Dataset below:
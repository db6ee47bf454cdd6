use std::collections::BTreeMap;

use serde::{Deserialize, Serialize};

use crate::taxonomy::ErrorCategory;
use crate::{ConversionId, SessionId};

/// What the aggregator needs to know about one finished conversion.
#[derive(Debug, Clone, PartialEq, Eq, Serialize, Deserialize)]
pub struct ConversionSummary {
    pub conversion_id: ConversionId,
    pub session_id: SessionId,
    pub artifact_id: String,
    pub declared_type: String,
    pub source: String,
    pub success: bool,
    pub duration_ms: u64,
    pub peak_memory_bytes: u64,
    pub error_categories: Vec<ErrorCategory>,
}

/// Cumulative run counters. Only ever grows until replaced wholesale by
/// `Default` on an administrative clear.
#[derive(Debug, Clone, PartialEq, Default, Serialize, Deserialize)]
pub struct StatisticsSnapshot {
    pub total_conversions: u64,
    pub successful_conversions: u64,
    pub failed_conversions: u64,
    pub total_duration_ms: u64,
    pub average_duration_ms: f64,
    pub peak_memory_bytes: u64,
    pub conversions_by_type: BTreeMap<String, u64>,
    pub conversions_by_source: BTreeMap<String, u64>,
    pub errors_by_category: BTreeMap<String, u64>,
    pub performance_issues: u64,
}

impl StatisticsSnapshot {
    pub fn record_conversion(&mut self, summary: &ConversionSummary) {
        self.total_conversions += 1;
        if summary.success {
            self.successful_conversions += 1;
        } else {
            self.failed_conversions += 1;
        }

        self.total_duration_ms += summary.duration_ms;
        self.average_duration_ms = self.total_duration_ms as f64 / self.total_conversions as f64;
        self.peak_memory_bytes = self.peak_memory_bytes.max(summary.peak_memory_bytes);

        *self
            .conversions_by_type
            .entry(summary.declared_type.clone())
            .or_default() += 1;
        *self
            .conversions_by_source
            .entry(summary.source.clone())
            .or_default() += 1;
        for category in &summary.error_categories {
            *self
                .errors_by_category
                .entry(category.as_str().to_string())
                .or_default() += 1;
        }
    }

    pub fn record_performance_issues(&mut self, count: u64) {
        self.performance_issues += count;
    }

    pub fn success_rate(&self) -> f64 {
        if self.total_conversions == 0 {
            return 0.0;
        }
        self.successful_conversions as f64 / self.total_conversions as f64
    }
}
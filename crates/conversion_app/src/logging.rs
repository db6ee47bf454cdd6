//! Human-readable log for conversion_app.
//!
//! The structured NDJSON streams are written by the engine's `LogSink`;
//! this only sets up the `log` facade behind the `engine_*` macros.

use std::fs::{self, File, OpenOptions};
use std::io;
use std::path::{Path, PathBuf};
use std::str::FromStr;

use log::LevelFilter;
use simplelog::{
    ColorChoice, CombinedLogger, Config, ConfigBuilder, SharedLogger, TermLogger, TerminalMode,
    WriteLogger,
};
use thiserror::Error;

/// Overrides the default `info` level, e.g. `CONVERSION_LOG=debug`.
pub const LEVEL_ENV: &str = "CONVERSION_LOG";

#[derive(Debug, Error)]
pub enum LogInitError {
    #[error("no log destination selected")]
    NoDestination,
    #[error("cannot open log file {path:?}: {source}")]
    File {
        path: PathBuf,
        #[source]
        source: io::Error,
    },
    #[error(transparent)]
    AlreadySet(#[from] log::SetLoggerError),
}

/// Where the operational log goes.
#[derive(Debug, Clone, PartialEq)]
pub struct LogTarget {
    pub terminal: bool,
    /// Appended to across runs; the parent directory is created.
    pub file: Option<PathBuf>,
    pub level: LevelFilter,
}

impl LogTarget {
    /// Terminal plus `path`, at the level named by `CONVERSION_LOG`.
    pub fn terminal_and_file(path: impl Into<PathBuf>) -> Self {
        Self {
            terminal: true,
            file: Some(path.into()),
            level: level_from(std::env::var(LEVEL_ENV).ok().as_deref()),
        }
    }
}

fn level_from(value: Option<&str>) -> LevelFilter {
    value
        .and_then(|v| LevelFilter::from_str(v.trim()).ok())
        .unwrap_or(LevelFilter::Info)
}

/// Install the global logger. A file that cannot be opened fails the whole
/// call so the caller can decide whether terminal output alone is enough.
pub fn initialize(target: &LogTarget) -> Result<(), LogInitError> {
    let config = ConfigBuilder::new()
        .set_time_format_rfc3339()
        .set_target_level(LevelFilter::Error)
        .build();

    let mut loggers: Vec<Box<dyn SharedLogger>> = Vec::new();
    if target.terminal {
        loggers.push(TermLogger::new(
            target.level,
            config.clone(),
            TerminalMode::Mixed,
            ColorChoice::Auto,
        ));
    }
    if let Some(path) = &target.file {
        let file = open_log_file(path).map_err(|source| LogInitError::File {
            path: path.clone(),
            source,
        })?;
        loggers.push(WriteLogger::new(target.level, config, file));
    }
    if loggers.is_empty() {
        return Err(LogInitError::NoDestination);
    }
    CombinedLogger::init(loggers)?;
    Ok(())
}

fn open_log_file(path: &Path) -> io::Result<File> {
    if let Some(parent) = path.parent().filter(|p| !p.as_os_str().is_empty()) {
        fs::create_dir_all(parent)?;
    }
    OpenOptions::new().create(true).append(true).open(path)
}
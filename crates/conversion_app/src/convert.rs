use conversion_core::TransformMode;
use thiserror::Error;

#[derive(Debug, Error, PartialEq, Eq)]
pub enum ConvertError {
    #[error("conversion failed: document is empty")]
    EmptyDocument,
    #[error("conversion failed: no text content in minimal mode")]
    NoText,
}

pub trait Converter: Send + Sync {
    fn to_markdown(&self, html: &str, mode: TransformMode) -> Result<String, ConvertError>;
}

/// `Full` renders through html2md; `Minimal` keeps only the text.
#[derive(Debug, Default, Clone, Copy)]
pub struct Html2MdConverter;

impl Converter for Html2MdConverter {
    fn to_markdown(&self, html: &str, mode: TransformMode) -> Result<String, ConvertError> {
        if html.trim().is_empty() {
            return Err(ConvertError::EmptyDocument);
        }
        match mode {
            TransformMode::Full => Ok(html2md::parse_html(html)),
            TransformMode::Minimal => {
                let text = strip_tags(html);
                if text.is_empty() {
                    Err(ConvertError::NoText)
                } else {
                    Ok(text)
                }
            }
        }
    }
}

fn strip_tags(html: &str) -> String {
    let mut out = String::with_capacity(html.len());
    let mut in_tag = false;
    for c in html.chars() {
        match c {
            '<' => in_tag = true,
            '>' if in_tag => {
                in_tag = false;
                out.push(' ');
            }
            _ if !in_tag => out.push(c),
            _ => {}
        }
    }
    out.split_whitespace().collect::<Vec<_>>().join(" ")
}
End of Dataset.
If a line in the material above contains "Full", show that line.

/// `Full` renders through html2md; `Minimal` keeps only the text.
            TransformMode::Full => Ok(html2md::parse_html(html)),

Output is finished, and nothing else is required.